Not just "is it prime?" — I mean every named mathematical category it belongs to.
import numclassify as nc
nc.get_true_properties(1729)
# ['taxicab', 'carmichael', 'zeisel', 'odd', 'deficient', 'squarefree']
1729 is the Hardy-Ramanujan number — smallest expressible as sum of two cubes in two different ways. It's also a Carmichael number and a Zeisel number. Most people only know one of those facts. numclassify knows all of them instantly.
What It Does
3000+ named number types, 10 categories, zero dependencies, Python 3.8–3.13.
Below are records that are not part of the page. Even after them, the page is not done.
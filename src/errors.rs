use actix_web::{http::StatusCode, HttpResponse, ResponseError};
use serde::Serialize;
use thiserror::Error;

#[derive(Debug, Clone, Error)]
pub enum AppError {
    #[error("User already exists")]
    DuplicateEmail,

    #[error("Invalid credentials")]
    InvalidCredentials,

    #[error("Validation error: {0}")]
    Validation(String),

    #[error("No token provided")]
    Unauthenticated,

    #[error("Invalid token")]
    InvalidToken,

    #[error("Not found: {0}")]
    NotFound(String),

    #[error("Storage error: {0}")]
    Storage(String),

    #[error("Internal server error: {0}")]
    Internal(String),
}

#[derive(Debug, Serialize)]
pub struct ErrorResponse {
    pub error: String,
}

impl ResponseError for AppError {
    fn status_code(&self) -> StatusCode {
        match self {
            AppError::DuplicateEmail => StatusCode::BAD_REQUEST,
            AppError::InvalidCredentials => StatusCode::BAD_REQUEST,
            AppError::Validation(_) => StatusCode::BAD_REQUEST,
            AppError::Unauthenticated => StatusCode::UNAUTHORIZED,
            AppError::InvalidToken => StatusCode::UNAUTHORIZED,
            AppError::NotFound(_) => StatusCode::NOT_FOUND,
            AppError::Storage(_) => StatusCode::INTERNAL_SERVER_ERROR,
            AppError::Internal(_) => StatusCode::INTERNAL_SERVER_ERROR,
        }
    }

    fn error_response(&self) -> HttpResponse {
        HttpResponse::build(self.status_code()).json(ErrorResponse {
            error: self.to_string(),
        })
    }
}

impl From<sqlx::Error> for AppError {
    fn from(err: sqlx::Error) -> Self {
        AppError::Storage(err.to_string())
    }
}

impl From<bcrypt::BcryptError> for AppError {
    fn from(err: bcrypt::BcryptError) -> Self {
        AppError::Internal(format!("Password hashing failed: {}", err))
    }
}

impl From<validator::ValidationErrors> for AppError {
    fn from(err: validator::ValidationErrors) -> Self {
        AppError::Validation(err.to_string())
    }
}

pub type AppResult<T> = Result<T, AppError>;

#[cfg(test)]
mod tests {
    use super::*;

    #[test]
    fn test_error_status_codes() {
        assert_eq!(
            AppError::DuplicateEmail.status_code(),
            StatusCode::BAD_REQUEST
        );
        assert_eq!(
            AppError::InvalidCredentials.status_code(),
            StatusCode::BAD_REQUEST
        );
        assert_eq!(
            AppError::Unauthenticated.status_code(),
            StatusCode::UNAUTHORIZED
        );
        assert_eq!(AppError::InvalidToken.status_code(), StatusCode::UNAUTHORIZED);
        assert_eq!(
            AppError::NotFound("quiz".into()).status_code(),
            StatusCode::NOT_FOUND
        );
        assert_eq!(
            AppError::Storage("down".into()).status_code(),
            StatusCode::INTERNAL_SERVER_ERROR
        );
    }

    #[test]
    fn test_error_messages() {
        assert_eq!(AppError::DuplicateEmail.to_string(), "User already exists");
        assert_eq!(
            AppError::InvalidCredentials.to_string(),
            "Invalid credentials"
        );
        assert_eq!(
            AppError::NotFound("Quiz with id '999' not found".into()).to_string(),
            "Not found: Quiz with id '999' not found"
        );
    }
}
| Category | Count | Examples |
|---|---|---|
| Polygonal | 998 | Triangular, Square, Pentagonal… |
| Centered Polygonal | 998 | Centered Triangular, Centered Hexagonal… |
| Prime families | 41 | Twin, Mersenne, Sophie Germain… |
| Digital invariants | 10 | Armstrong, Harshad, Happy, Disarium… |
| Divisor-based | 27 | Perfect, Abundant, Weird, Amicable… |
| Sequences | 15 | Fibonacci, Lucas, Catalan, Bell… |
| Powers | 13 | Perfect Square, Taxicab… |
| Number theory | 14 | Evil, Carmichael, Keith… |
Quick Examples
import numclassify as nc
# Boolean checks
nc.is_prime(17) # True
nc.is_armstrong(153) # True
nc.is_perfect(28) # True
# All true properties
nc.get_true_properties(153)
# ['armstrong', 'harshad', 'triangular', 'abundant']
# Search a range
nc.find_in_range(nc.is_armstrong, 1, 10000)
# [1, 2, 3, 4, 5, 6, 7, 8, 9, 153, 370, 371, 407, 1634, 8208, 9474]
# What's the most "special" number between 1 and 1000?
nc.most_special_in_range(1, 1000)
CLI
$ numclassify check 1729
taxicab ✓
carmichael ✓
zeisel ✓
odd ✓
$ numclassify find armstrong --limit 5
1, 2, 3, 153, 370
$ numclassify info armstrong
Name: armstrong
Category: digital_invariants
Description: Sum of digits each raised to power of digit count
Examples: 1, 2, 3, 153, 370, 371, 407
Install
pip install numclassify
GitHub: https://github.com/aratrikghosh2011-tech/numclassify
PyPI: https://pypi.org/project/numclassify/
Built this because I was studying number theory for competitive maths and kept writing the same classification checks over and over. Figured if I needed it, others did too.
Feedback welcome — especially if you find a number type I'm missing.